From the entries below, extract every line that includes the word "store".

━━ Given data ━━

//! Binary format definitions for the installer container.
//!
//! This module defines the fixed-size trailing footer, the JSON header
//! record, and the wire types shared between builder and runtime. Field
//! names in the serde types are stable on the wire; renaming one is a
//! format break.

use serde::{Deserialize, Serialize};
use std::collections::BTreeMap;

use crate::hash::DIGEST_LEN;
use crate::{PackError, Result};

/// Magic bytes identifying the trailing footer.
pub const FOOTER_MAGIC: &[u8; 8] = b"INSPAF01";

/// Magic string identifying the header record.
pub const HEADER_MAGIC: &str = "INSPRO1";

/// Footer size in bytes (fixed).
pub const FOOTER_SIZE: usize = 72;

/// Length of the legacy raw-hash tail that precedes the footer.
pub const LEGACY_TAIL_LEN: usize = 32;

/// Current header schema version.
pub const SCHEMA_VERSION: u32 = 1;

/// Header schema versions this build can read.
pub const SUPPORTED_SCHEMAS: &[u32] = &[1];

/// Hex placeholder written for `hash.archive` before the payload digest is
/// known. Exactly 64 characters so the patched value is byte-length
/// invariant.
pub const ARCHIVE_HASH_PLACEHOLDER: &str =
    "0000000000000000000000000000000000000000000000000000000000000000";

━━━
━━ Given data ━━

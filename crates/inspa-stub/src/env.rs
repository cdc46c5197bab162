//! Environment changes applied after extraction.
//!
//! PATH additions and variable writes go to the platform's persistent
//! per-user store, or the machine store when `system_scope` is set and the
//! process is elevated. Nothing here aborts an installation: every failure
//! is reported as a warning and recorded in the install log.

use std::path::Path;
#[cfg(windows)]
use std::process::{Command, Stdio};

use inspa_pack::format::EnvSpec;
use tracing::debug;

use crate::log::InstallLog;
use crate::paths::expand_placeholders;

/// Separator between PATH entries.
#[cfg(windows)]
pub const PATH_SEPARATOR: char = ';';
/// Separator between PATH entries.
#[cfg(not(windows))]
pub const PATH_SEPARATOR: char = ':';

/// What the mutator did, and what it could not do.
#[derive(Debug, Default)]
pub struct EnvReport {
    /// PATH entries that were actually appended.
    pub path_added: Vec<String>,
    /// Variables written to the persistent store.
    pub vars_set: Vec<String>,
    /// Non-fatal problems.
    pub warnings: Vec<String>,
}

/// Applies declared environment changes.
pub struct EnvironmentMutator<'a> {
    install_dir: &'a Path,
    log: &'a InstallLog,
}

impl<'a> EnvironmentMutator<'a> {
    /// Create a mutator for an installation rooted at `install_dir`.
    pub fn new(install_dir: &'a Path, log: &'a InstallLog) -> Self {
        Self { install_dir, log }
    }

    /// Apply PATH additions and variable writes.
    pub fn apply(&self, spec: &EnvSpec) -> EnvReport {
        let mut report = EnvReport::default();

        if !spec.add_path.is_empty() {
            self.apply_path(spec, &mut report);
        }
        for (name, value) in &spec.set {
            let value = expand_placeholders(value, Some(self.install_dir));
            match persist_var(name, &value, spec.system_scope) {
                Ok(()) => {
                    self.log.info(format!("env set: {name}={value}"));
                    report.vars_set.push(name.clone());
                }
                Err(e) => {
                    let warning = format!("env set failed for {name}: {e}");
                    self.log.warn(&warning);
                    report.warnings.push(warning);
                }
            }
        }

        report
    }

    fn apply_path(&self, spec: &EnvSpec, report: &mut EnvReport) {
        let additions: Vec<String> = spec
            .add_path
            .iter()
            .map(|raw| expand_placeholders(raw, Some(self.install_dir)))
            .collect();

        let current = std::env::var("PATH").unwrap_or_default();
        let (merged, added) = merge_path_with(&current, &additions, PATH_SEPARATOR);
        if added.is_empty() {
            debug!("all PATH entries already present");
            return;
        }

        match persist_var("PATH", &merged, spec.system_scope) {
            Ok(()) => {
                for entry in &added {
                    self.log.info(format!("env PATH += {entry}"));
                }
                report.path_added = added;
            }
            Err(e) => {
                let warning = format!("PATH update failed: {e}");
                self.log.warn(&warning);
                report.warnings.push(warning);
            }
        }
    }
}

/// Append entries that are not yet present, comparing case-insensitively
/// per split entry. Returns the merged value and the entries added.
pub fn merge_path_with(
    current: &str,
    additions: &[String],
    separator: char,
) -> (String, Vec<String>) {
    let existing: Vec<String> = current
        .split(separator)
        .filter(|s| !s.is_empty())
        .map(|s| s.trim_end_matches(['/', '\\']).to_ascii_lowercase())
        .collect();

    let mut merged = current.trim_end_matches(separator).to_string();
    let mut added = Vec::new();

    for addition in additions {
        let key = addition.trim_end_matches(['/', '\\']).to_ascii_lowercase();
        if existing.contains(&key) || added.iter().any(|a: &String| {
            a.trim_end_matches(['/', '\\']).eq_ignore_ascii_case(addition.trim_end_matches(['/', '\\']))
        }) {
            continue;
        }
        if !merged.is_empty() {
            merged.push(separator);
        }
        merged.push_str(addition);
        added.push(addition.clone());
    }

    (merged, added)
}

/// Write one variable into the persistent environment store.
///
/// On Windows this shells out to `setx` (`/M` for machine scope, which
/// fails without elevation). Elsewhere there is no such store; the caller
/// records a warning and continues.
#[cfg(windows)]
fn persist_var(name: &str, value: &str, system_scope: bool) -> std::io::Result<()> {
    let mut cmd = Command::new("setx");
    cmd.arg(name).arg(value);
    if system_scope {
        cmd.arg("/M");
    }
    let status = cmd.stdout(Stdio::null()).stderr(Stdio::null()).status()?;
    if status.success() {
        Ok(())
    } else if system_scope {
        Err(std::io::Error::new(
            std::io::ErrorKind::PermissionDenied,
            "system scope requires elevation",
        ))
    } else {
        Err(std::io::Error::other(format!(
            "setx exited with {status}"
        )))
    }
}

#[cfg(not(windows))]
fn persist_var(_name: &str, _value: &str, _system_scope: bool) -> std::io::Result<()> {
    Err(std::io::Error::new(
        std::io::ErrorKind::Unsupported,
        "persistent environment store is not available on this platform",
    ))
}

━━━
━━ Given data ━━

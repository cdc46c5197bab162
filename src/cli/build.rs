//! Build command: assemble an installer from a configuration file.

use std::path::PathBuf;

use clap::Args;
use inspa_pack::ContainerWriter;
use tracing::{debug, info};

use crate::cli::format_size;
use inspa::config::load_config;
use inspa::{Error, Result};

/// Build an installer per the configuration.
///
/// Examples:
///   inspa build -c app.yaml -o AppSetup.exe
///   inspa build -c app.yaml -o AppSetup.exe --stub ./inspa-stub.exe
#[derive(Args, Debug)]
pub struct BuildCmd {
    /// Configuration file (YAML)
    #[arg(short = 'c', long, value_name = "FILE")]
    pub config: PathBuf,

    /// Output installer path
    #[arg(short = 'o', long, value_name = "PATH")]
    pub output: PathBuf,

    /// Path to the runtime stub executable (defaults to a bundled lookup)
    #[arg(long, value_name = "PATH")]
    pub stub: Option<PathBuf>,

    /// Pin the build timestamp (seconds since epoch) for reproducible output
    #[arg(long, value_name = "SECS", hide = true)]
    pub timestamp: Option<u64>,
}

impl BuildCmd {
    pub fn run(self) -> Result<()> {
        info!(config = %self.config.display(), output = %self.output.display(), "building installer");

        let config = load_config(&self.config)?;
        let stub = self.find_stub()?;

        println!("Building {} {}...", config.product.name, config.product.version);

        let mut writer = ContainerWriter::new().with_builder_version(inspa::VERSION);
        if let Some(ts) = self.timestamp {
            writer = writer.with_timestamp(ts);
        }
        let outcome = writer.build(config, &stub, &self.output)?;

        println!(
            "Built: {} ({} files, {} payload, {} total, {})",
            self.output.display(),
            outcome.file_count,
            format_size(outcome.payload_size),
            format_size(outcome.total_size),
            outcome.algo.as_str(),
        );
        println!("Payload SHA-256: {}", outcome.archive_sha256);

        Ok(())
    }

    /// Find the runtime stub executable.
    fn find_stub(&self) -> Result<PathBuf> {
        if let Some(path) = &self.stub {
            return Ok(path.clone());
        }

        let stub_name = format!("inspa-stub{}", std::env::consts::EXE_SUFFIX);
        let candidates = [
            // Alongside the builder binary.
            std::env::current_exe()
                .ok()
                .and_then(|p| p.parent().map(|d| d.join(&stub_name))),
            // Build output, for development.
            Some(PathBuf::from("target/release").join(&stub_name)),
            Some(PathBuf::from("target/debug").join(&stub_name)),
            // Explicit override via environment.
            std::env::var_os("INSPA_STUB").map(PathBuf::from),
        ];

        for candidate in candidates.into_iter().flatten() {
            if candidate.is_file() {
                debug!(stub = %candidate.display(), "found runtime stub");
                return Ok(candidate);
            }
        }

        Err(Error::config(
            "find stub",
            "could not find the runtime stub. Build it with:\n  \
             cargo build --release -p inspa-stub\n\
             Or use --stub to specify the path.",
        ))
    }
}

━━━

● **Output for this exercise**
//! per-user store, or the machine store when `system_scope` is set and the
    /// Variables written to the persistent store.
/// Write one variable into the persistent environment store.
/// fails without elevation). Elsewhere there is no such store; the caller
        "persistent environment store is not available on this platform",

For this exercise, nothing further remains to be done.